[Stored data entries]

'''

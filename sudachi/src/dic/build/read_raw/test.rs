/*
 *  Copyright (c) 2021 Works Applications Co., Ltd.
 *
 *  Licensed under the Apache License, Version 2.0 (the "License");
 *  you may not use this file except in compliance with the License.
 *  You may obtain a copy of the License at
 *
 *      http://www.apache.org/licenses/LICENSE-2.0
 *
 *   Unless required by applicable law or agreed to in writing, software
 *  distributed under the License is distributed on an "AS IS" BASIS,
 *  WITHOUT WARRANTIES OR CONDITIONS OF ANY KIND, either express or implied.
 *  See the License for the specific language governing permissions and
 *  limitations under the License.
 */

use super::*;
use crate::dic::build::error::DicWriteError;
use crate::error::SudachiError;
use claim::assert_matches;
use std::fmt::Write;

#[test]
fn decode_plain() {
    assert_eq!(unescape("").unwrap(), "");
    assert_eq!(unescape("a").unwrap(), "a");
    assert_eq!(unescape("あ").unwrap(), "あ");
}

#[test]
fn decode_escape_1() {
    assert_eq!(unescape("\\u0020").unwrap(), "\u{20}");
    assert_eq!(unescape("\\u{20}").unwrap(), "\u{20}");
    assert_eq!(unescape("\\u{1f49e}").unwrap(), "💞");
}

#[test]
fn decode_escape_2() {
    assert_eq!(unescape("\\u020f").unwrap(), "\u{20f}");
    assert_eq!(unescape("\\u{20}f").unwrap(), "\u{20}f");
}

#[test]
fn decode_escape_3() {
    assert_eq!(unescape("f\\u0020").unwrap(), "f\u{20}");
    assert_eq!(unescape("f\\u{20}").unwrap(), "f\u{20}");
}

#[test]
fn decode_escape_4() {
    assert_eq!(unescape("\\u100056").unwrap(), "\u{1000}56");
}

#[test]
fn decode_escape_ported() {
    assert_eq!(unescape("a\\u002cc").unwrap(), "a,c");
    assert_eq!(unescape("a\\u{2c}c").unwrap(), "a,c");
}

#[test]
fn decode_escape_fail() {
    assert_eq!(unescape("\\u{10FFFF}").unwrap(), "\u{10FFFF}"); // max character
    claim::assert_matches!(unescape("\\u{110000}"), Err(_));
    claim::assert_matches!(unescape("\\u{FFFFFF}"), Err(_));
}

#[test]
fn parse_split_empty() {
    let mut rdr = LexiconReader::new();
    assert_eq!(rdr.parse_splits("").unwrap().len(), 0);
    assert_eq!(rdr.parse_splits("*").unwrap().len(), 0);
}

#[test]
fn parse_split_sys_ids() {
    let mut rdr = LexiconReader::new();
    let splits = rdr.parse_splits("0/1/2").unwrap();
    assert_eq!(splits.len(), 3);
    assert_eq!(splits[0], SplitUnit::Ref(WordId::new(0, 0)));
    assert_eq!(splits[1], SplitUnit::Ref(WordId::new(0, 1)));
    assert_eq!(splits[2], SplitUnit::Ref(WordId::new(0, 2)));
}

#[test]
fn parse_split_user_ids() {
    let mut rdr = LexiconReader::new();
    let splits = rdr.parse_splits("0/U1/2").unwrap();
    assert_eq!(splits.len(), 3);
    assert_eq!(splits[0], SplitUnit::Ref(WordId::new(0, 0)));
    assert_eq!(splits[1], SplitUnit::Ref(WordId::new(1, 1)));
    assert_eq!(splits[2], SplitUnit::Ref(WordId::new(0, 2)));
}

#[test]
fn parse_kyoto() {
    let mut rdr = LexiconReader::new();
    let data = "京都,6,6,5293,京都,名詞,固有名詞,地名,一般,*,*,キョウト,京都,*,A,*,*,*,*";
    rdr.read_bytes(data.as_bytes()).unwrap();
    let entries = rdr.entries();
    assert_eq!(entries.len(), 1);
    let kyoto = &entries[0];
    assert_eq!("京都", kyoto.surface);
    assert_eq!(0, kyoto.pos);
    assert_eq!(
        "名詞,固有名詞,地名,一般,*,*",
        format!("{:?}", rdr.pos_obj(kyoto.pos).unwrap())
    );
    assert_eq!(6, kyoto.left_id);
    assert_eq!(6, kyoto.right_id);
    assert_eq!(5293, kyoto.cost);
    assert_eq!("キョウト", kyoto.reading());
    assert_eq!(Some("キョウト"), kyoto.reading.as_deref());
    assert_eq!("京都", kyoto.norm_form());
    assert_eq!(None, kyoto.norm_form);
    assert_eq!(Mode::A, kyoto.splitting);
    assert_eq!(0, kyoto.splits_a.len());
    assert_eq!(0, kyoto.splits_b.len());
    assert!(kyoto.should_index());
}

#[test]
fn parse_kyoto_ignored() {
    let mut rdr = LexiconReader::new();
    let data = "京都,-1,-1,5293,京都,名詞,固有名詞,地名,一般,*,*,キョウト,京都,*,A,*,*,*,*";
    rdr.read_bytes(data.as_bytes()).unwrap();
    let entries = rdr.entries();
    assert_eq!(entries.len(), 1);
    let kyoto = &entries[0];
    assert_eq!(false, kyoto.should_index());
}

#[test]
fn parse_kyoto_synonym_opt() {
    let mut rdr = LexiconReader::new();
    // last field is omitted
    let data = "京都,1,1,5293,京都,名詞,固有名詞,地名,一般,*,*,キョウト,京都,*,A,*,*,*";
    rdr.read_bytes(data.as_bytes()).unwrap();
    let entries = rdr.entries();
    assert_eq!(entries.len(), 1);
    let kyoto = &entries[0];
    assert_eq!(0, kyoto.synonyms.len());
}

#[test]
fn parse_kyoto_not_enough_fields() {
    let mut rdr = LexiconReader::new();
    // last field is omitted
    let data = "京都,1,1,5293,京都,名詞,固有名詞,地名,一般,*,*,キョウト,京都,*,A,*,*";

    assert_matches!(
        rdr.read_bytes(data.as_bytes()),
        Err(SudachiError::DictionaryCompilationError(DicWriteError {
            cause: BuildFailure::NoRawField(_),
            line: 1,
            ..
        }))
    );
}

#[test]
fn parse_kyoto_ignored_empty_surface() {
    let mut rdr = LexiconReader::new();
    let data = ",-1,-1,5293,京都,名詞,固有名詞,地名,一般,*,*,キョウト,京都,*,A,*,*,*,*";
    assert_matches!(
        rdr.read_bytes(data.as_bytes()),
        Err(SudachiError::DictionaryCompilationError(DicWriteError {
            cause: BuildFailure::EmptySurface,
            line: 1,
            ..
        }))
    );
}

#[test]
fn parse_pos_exhausted() {
    let mut rdr = LexiconReader::new();
    let mut data = String::new();
    for i in 0..=MAX_POS_IDS + 1 {
        write!(
            data,
            "x,-1,-1,5293,京都,名詞,固有名詞,地名,一般,*,{},キョウト,京都,*,A,*,*,*,*\n",
            i
        )
        .unwrap()
    }

    assert_matches!(
        rdr.read_bytes(data.as_bytes()),
        Err(SudachiError::DictionaryCompilationError(DicWriteError {
            cause: BuildFailure::PosLimitExceeded(_),
            ..
        }))
    );
}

'''

• [Directions for this task]
Could you output each line above exactly as it was given?

• [Answer box]
filename sudachi/src/dic/build/read_raw/test.rs
/*
 *  Copyright (c) 2021 Works Applications Co., Ltd.
 *
 *  Licensed under the Apache License, Version 2.0 (the "License");
 *  you may not use this file except in compliance with the License.
 *  You may obtain a copy of the License at
 *
 *      http://www.apache.org/licenses/LICENSE-2.0
 *
 *   Unless required by applicable law or agreed to in writing, software
 *  distributed under the License is distributed on an "AS IS" BASIS,
 *  WITHOUT WARRANTIES OR CONDITIONS OF ANY KIND, either express or implied.
 *  See the License for the specific language governing permissions and
 *  limitations under the License.
 */

use super::*;
use crate::dic::build::error::DicWriteError;
use crate::error::SudachiError;
use claim::assert_matches;
use std::fmt::Write;

#[test]
fn decode_plain() {
    assert_eq!(unescape("").unwrap(), "");
    assert_eq!(unescape("a").unwrap(), "a");
    assert_eq!(unescape("あ").unwrap(), "あ");
}

#[test]
fn decode_escape_1() {
    assert_eq!(unescape("\\u0020").unwrap(), "\u{20}");
    assert_eq!(unescape("\\u{20}").unwrap(), "\u{20}");
    assert_eq!(unescape("\\u{1f49e}").unwrap(), "💞");
}

#[test]
fn decode_escape_2() {
    assert_eq!(unescape("\\u020f").unwrap(), "\u{20f}");
    assert_eq!(unescape("\\u{20}f").unwrap(), "\u{20}f");
}

#[test]
fn decode_escape_3() {
    assert_eq!(unescape("f\\u0020").unwrap(), "f\u{20}");
    assert_eq!(unescape("f\\u{20}").unwrap(), "f\u{20}");
}

#[test]
fn decode_escape_4() {
    assert_eq!(unescape("\\u100056").unwrap(), "\u{1000}56");
}

#[test]
fn decode_escape_ported() {
    assert_eq!(unescape("a\\u002cc").unwrap(), "a,c");
    assert_eq!(unescape("a\\u{2c}c").unwrap(), "a,c");
}

#[test]
fn decode_escape_fail() {
    assert_eq!(unescape("\\u{10FFFF}").unwrap(), "\u{10FFFF}"); // max character
    claim::assert_matches!(unescape("\\u{110000}"), Err(_));
    claim::assert_matches!(unescape("\\u{FFFFFF}"), Err(_));
}

#[test]
fn parse_split_empty() {
    let mut rdr = LexiconReader::new();
    assert_eq!(rdr.parse_splits("").unwrap().len(), 0);
    assert_eq!(rdr.parse_splits("*").unwrap().len(), 0);
}

#[test]
fn parse_split_sys_ids() {
    let mut rdr = LexiconReader::new();
    let splits = rdr.parse_splits("0/1/2").unwrap();
    assert_eq!(splits.len(), 3);
    assert_eq!(splits[0], SplitUnit::Ref(WordId::new(0, 0)));
    assert_eq!(splits[1], SplitUnit::Ref(WordId::new(0, 1)));
    assert_eq!(splits[2], SplitUnit::Ref(WordId::new(0, 2)));
}

#[test]
fn parse_split_user_ids() {
    let mut rdr = LexiconReader::new();
    let splits = rdr.parse_splits("0/U1/2").unwrap();
    assert_eq!(splits.len(), 3);
    assert_eq!(splits[0], SplitUnit::Ref(WordId::new(0, 0)));
    assert_eq!(splits[1], SplitUnit::Ref(WordId::new(1, 1)));
    assert_eq!(splits[2], SplitUnit::Ref(WordId::new(0, 2)));
}

#[test]
fn parse_kyoto() {
    let mut rdr = LexiconReader::new();
    let data = "京都,6,6,5293,京都,名詞,固有名詞,地名,一般,*,*,キョウト,京都,*,A,*,*,*,*";
    rdr.read_bytes(data.as_bytes()).unwrap();
    let entries = rdr.entries();
    assert_eq!(entries.len(), 1);
    let kyoto = &entries[0];
    assert_eq!("京都", kyoto.surface);
    assert_eq!(0, kyoto.pos);
    assert_eq!(
        "名詞,固有名詞,地名,一般,*,*",
        format!("{:?}", rdr.pos_obj(kyoto.pos).unwrap())
    );
    assert_eq!(6, kyoto.left_id);
    assert_eq!(6, kyoto.right_id);
    assert_eq!(5293, kyoto.cost);
    assert_eq!("キョウト", kyoto.reading());
    assert_eq!(Some("キョウト"), kyoto.reading.as_deref());
    assert_eq!("京都", kyoto.norm_form());
    assert_eq!(None, kyoto.norm_form);
    assert_eq!(Mode::A, kyoto.splitting);
    assert_eq!(0, kyoto.splits_a.len());
    assert_eq!(0, kyoto.splits_b.len());
    assert!(kyoto.should_index());
}

#[test]
fn parse_kyoto_ignored() {
    let mut rdr = LexiconReader::new();
    let data = "京都,-1,-1,5293,京都,名詞,固有名詞,地名,一般,*,*,キョウト,京都,*,A,*,*,*,*";
    rdr.read_bytes(data.as_bytes()).unwrap();
    let entries = rdr.entries();
    assert_eq!(entries.len(), 1);
    let kyoto = &entries[0];
    assert_eq!(false, kyoto.should_index());
}

#[test]
fn parse_kyoto_synonym_opt() {
    let mut rdr = LexiconReader::new();
    // last field is omitted
    let data = "京都,1,1,5293,京都,名詞,固有名詞,地名,一般,*,*,キョウト,京都,*,A,*,*,*";
    rdr.read_bytes(data.as_bytes()).unwrap();
    let entries = rdr.entries();
    assert_eq!(entries.len(), 1);
    let kyoto = &entries[0];
    assert_eq!(0, kyoto.synonyms.len());
}

#[test]
fn parse_kyoto_not_enough_fields() {
    let mut rdr = LexiconReader::new();
    // last field is omitted
    let data = "京都,1,1,5293,京都,名詞,固有名詞,地名,一般,*,*,キョウト,京都,*,A,*,*";

    assert_matches!(
        rdr.read_bytes(data.as_bytes()),
        Err(SudachiError::DictionaryCompilationError(DicWriteError {
            cause: BuildFailure::NoRawField(_),
            line: 1,
            ..
        }))
    );
}

#[test]
fn parse_kyoto_ignored_empty_surface() {
    let mut rdr = LexiconReader::new();
    let data = ",-1,-1,5293,京都,名詞,固有名詞,地名,一般,*,*,キョウト,京都,*,A,*,*,*,*";
    assert_matches!(
        rdr.read_bytes(data.as_bytes()),
        Err(SudachiError::DictionaryCompilationError(DicWriteError {
            cause: BuildFailure::EmptySurface,
            line: 1,
            ..
        }))
    );
}

#[test]
fn parse_pos_exhausted() {
    let mut rdr = LexiconReader::new();
    let mut data = String::new();
    for i in 0..=MAX_POS_IDS + 1 {
        write!(
            data,
            "x,-1,-1,5293,京都,名詞,固有名詞,地名,一般,*,{},キョウト,京都,*,A,*,*,*,*\n",
            i
        )
        .unwrap()
    }

    assert_matches!(
        rdr.read_bytes(data.as_bytes()),
        Err(SudachiError::DictionaryCompilationError(DicWriteError {
            cause: BuildFailure::PosLimitExceeded(_),
            ..
        }))
    );
}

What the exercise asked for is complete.